[Extracted records]
== Segment start ==

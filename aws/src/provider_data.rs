//! Provider data structure passed to resources

use crate::api::PlatformApplicationApi;
use std::sync::Arc;

#[derive(Clone)]
pub struct AwsProviderData {
    pub sns: Arc<dyn PlatformApplicationApi>,
    pub region: String,
}

impl AwsProviderData {
    pub fn new(sns: Arc<dyn PlatformApplicationApi>, region: impl Into<String>) -> Self {
        Self {
            sns,
            region: region.into(),
        }
    }
}
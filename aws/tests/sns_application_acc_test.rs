//! Acceptance tests against a live SNS endpoint
//!
//! Run with `TF_ACC=1` and the platform credentials below exported:
//!
//! GCM_API_KEY - Google Cloud Messaging API key
//! APNS_SANDBOX_CREDENTIAL - Apple Push Notification sandbox private key
//! APNS_SANDBOX_PRINCIPAL - Apple Push Notification sandbox certificate
//!
//! AWS credentials and region come from the usual SDK sources.
#![cfg(feature = "acceptance")]

mod common;

use aws::api::Client;
use aws::config::{ProviderConfig, DEFAULT_MAX_RETRIES};
use common::*;
use serial_test::serial;
use std::sync::Arc;
use tfplug::acctest::{self, AccTestConfig, TestCase, TestOutcome, TestStep};

fn acc_config() -> AccTestConfig {
    AccTestConfig::from_env(&[GCM_API_KEY, APNS_SANDBOX_CREDENTIAL, APNS_SANDBOX_PRINCIPAL])
}

async fn destroy_check() -> ApplicationsDestroyed {
    let config = ProviderConfig {
        region: "us-east-1".to_string(),
        access_key: None,
        secret_key: None,
        profile: None,
        sns_endpoint: None,
        max_retries: DEFAULT_MAX_RETRIES,
    };
    let client = Client::from_config(&config).await.unwrap();
    ApplicationsDestroyed {
        sns: Arc::new(client),
    }
}

fn report(outcome: TestOutcome) {
    if let TestOutcome::Skipped { reason } = outcome {
        eprintln!("{}", reason);
    }
}

#[tokio::test]
#[serial]
async fn acc_sns_application_gcm_create_update() {
    let case = TestCase::new(sdk_provider())
        .require_credential(GCM_API_KEY)
        .check_destroy(destroy_check().await)
        .step(TestStep::rendered(gcm_config).check(check_application(GCM_ADDRESS, "GCM", false)))
        .step(
            TestStep::rendered(gcm_config_update)
                .check(check_application(GCM_ADDRESS, "GCM", true)),
        );

    report(acctest::run(&acc_config(), case).await.unwrap());
}

#[tokio::test]
#[serial]
async fn acc_sns_application_apns_sandbox_create_update() {
    let case = TestCase::new(sdk_provider())
        .require_credential(APNS_SANDBOX_CREDENTIAL)
        .require_credential(APNS_SANDBOX_PRINCIPAL)
        .check_destroy(destroy_check().await)
        .step(
            TestStep::rendered(apns_sandbox_config)
                .check(check_application(APNS_ADDRESS, "APNS_SANDBOX", false)),
        )
        .step(
            TestStep::rendered(apns_sandbox_config_update)
                .check(check_application(APNS_ADDRESS, "APNS_SANDBOX", true)),
        );

    report(acctest::run(&acc_config(), case).await.unwrap());
}

#[tokio::test]
#[serial]
async fn acc_sns_application_import() {
    let case = TestCase::new(sdk_provider())
        .require_credential(GCM_API_KEY)
        .check_destroy(destroy_check().await)
        .step(TestStep::rendered(gcm_config))
        .step(
            TestStep::rendered(gcm_config)
                .import(GCM_ADDRESS)
                .import_state_verify(&["platform_credential", "platform_principal"]),
        );

    report(acctest::run(&acc_config(), case).await.unwrap());
}
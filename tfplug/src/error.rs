//! Error types for tfplug

/// Error type for tfplug operations
#[derive(Debug, thiserror::Error)]
pub enum TfplugError {
    #[error("Resource type not found: {0}")]
    ResourceNotFound(String),

    #[error("Attribute not found: {0}")]
    AttributeNotFound(String),

    #[error("Type mismatch: expected {expected}, got {actual}")]
    TypeMismatch { expected: String, actual: String },

    #[error("Invalid attribute path: {0}")]
    InvalidPath(String),
}

/// Result type alias for tfplug operations
pub type Result<T> = std::result::Result<T, TfplugError>;

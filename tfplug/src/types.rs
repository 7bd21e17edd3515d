//! Core type system for tfplug
//!
//! This module provides the value model shared by configuration, plans and
//! state, plus attribute paths and diagnostics.

use crate::error::{Result, TfplugError};
use std::collections::{BTreeMap, HashMap};
use std::fmt;

/// Placeholder Terraform writes into flattened state for values that are
/// not known until apply
pub const UNKNOWN_VALUE: &str = "74D93920-ED26-11E3-AC10-0800200C9A66";

/// A configuration or state value of any Terraform type
#[derive(Debug, Clone, PartialEq)]
pub enum Dynamic {
    /// Explicit null value
    Null,
    /// Boolean value
    Bool(bool),
    /// Number value (all numbers are f64 to match Terraform)
    Number(f64),
    /// String value
    String(String),
    /// List of values (ordered, allows duplicates)
    List(Vec<Dynamic>),
    /// Map of string keys to values (objects are represented as Maps)
    Map(HashMap<String, Dynamic>),
    /// Value not yet known (during planning)
    Unknown,
}

impl Dynamic {
    pub fn as_str(&self) -> Option<&str> {
        match self {
            Dynamic::String(s) => Some(s),
            _ => None,
        }
    }

    pub fn as_number(&self) -> Option<f64> {
        match self {
            Dynamic::Number(n) => Some(*n),
            _ => None,
        }
    }

    pub fn is_null(&self) -> bool {
        matches!(self, Dynamic::Null)
    }

    pub fn is_unknown(&self) -> bool {
        matches!(self, Dynamic::Unknown)
    }

    pub fn type_name(&self) -> &'static str {
        match self {
            Dynamic::Null => "null",
            Dynamic::Bool(_) => "bool",
            Dynamic::Number(_) => "number",
            Dynamic::String(_) => "string",
            Dynamic::List(_) => "list",
            Dynamic::Map(_) => "map",
            Dynamic::Unknown => "unknown",
        }
    }

    /// Semantic equality: numbers compare with an epsilon, maps by key
    pub fn semantically_equal(&self, other: &Dynamic) -> bool {
        match (self, other) {
            (Dynamic::Null, Dynamic::Null) => true,
            (Dynamic::Unknown, Dynamic::Unknown) => true,
            (Dynamic::Bool(a), Dynamic::Bool(b)) => a == b,
            (Dynamic::Number(a), Dynamic::Number(b)) => (a - b).abs() < f64::EPSILON,
            (Dynamic::String(a), Dynamic::String(b)) => a == b,
            (Dynamic::List(a), Dynamic::List(b)) => {
                a.len() == b.len() && a.iter().zip(b).all(|(x, y)| x.semantically_equal(y))
            }
            (Dynamic::Map(a), Dynamic::Map(b)) => {
                a.len() == b.len()
                    && a.iter()
                        .all(|(k, v)| b.get(k).is_some_and(|v2| v.semantically_equal(v2)))
            }
            _ => false,
        }
    }
}
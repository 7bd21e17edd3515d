//! Platform application ARNs
//!
//! `arn:<partition>:sns:<region>:<account>:app/<PLATFORM>/<name>`

use super::error::ApiError;
use std::fmt;
use std::str::FromStr;

#[derive(Debug, Clone, PartialEq, Eq)]
pub struct PlatformApplicationArn {
    pub partition: String,
    pub region: String,
    pub account: String,
    /// Kept as written; SNS may know platforms this crate does not
    pub platform: String,
    pub name: String,
}

impl PlatformApplicationArn {
    pub fn new(region: &str, account: &str, platform: &str, name: &str) -> Self {
        Self {
            partition: "aws".to_string(),
            region: region.to_string(),
            account: account.to_string(),
            platform: platform.to_string(),
            name: name.to_string(),
        }
    }
}

impl FromStr for PlatformApplicationArn {
    type Err = ApiError;

    fn from_str(s: &str) -> Result<Self, Self::Err> {
        let invalid = || ApiError::InvalidArn(s.to_string());

        let parts: Vec<&str> = s.splitn(6, ':').collect();
        let &[prefix, partition, service, region, account, resource] = parts.as_slice() else {
            return Err(invalid());
        };
        if prefix != "arn" || service != "sns" || partition.is_empty() || region.is_empty() {
            return Err(invalid());
        }

        let mut resource = resource.splitn(3, '/');
        match (resource.next(), resource.next(), resource.next()) {
            (Some("app"), Some(platform), Some(name)) if !platform.is_empty() && !name.is_empty() => {
                Ok(Self {
                    partition: partition.to_string(),
                    region: region.to_string(),
                    account: account.to_string(),
                    platform: platform.to_string(),
                    name: name.to_string(),
                })
            }
            _ => Err(invalid()),
        }
    }
}

impl fmt::Display for PlatformApplicationArn {
    fn fmt(&self, f: &mut fmt::Formatter<'_>) -> fmt::Result {
        write!(
            f,
            "arn:{}:sns:{}:{}:app/{}/{}",
            self.partition, self.region, self.account, self.platform, self.name
        )
    }
}
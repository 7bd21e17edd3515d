use thiserror::Error;

/// SNS error codes meaning the platform application does not exist
const NOT_FOUND_CODES: [&str; 2] = ["NotFound", "NoSNSApplication"];

#[derive(Debug, Error)]
pub enum ApiError {
    #[error("validation error: {0}")]
    Validation(String),

    #[error("{operation} failed ({code}): {message}")]
    Remote {
        operation: &'static str,
        code: String,
        message: String,
    },

    #[error("platform application {arn} not found")]
    NotFound { arn: String },

    #[error("invalid platform application ARN \"{0}\"")]
    InvalidArn(String),

    #[error("failed to configure AWS client: {0}")]
    Config(String),
}

impl ApiError {
    /// Build from a service error code, folding the not-found codes into
    /// `NotFound`
    pub fn from_code(operation: &'static str, arn: Option<&str>, code: &str, message: &str) -> Self {
        match arn {
            Some(arn) if NOT_FOUND_CODES.contains(&code) => ApiError::NotFound {
                arn: arn.to_string(),
            },
            _ => ApiError::Remote {
                operation,
                code: code.to_string(),
                message: message.to_string(),
            },
        }
    }

    pub fn is_not_found(&self) -> bool {
        match self {
            ApiError::NotFound { .. } => true,
            ApiError::Remote { code, .. } => NOT_FOUND_CODES.contains(&code.as_str()),
            _ => false,
        }
    }
}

== Segment end ==

*Work to be completed*:
Copy out each line of the data in which the word "Debug" appears.

*Output of the exercise*:
#[derive(Debug, thiserror::Error)]
#[derive(Debug, Clone, PartialEq)]
#[derive(Debug, Clone, PartialEq, Eq)]
#[derive(Debug, Error)]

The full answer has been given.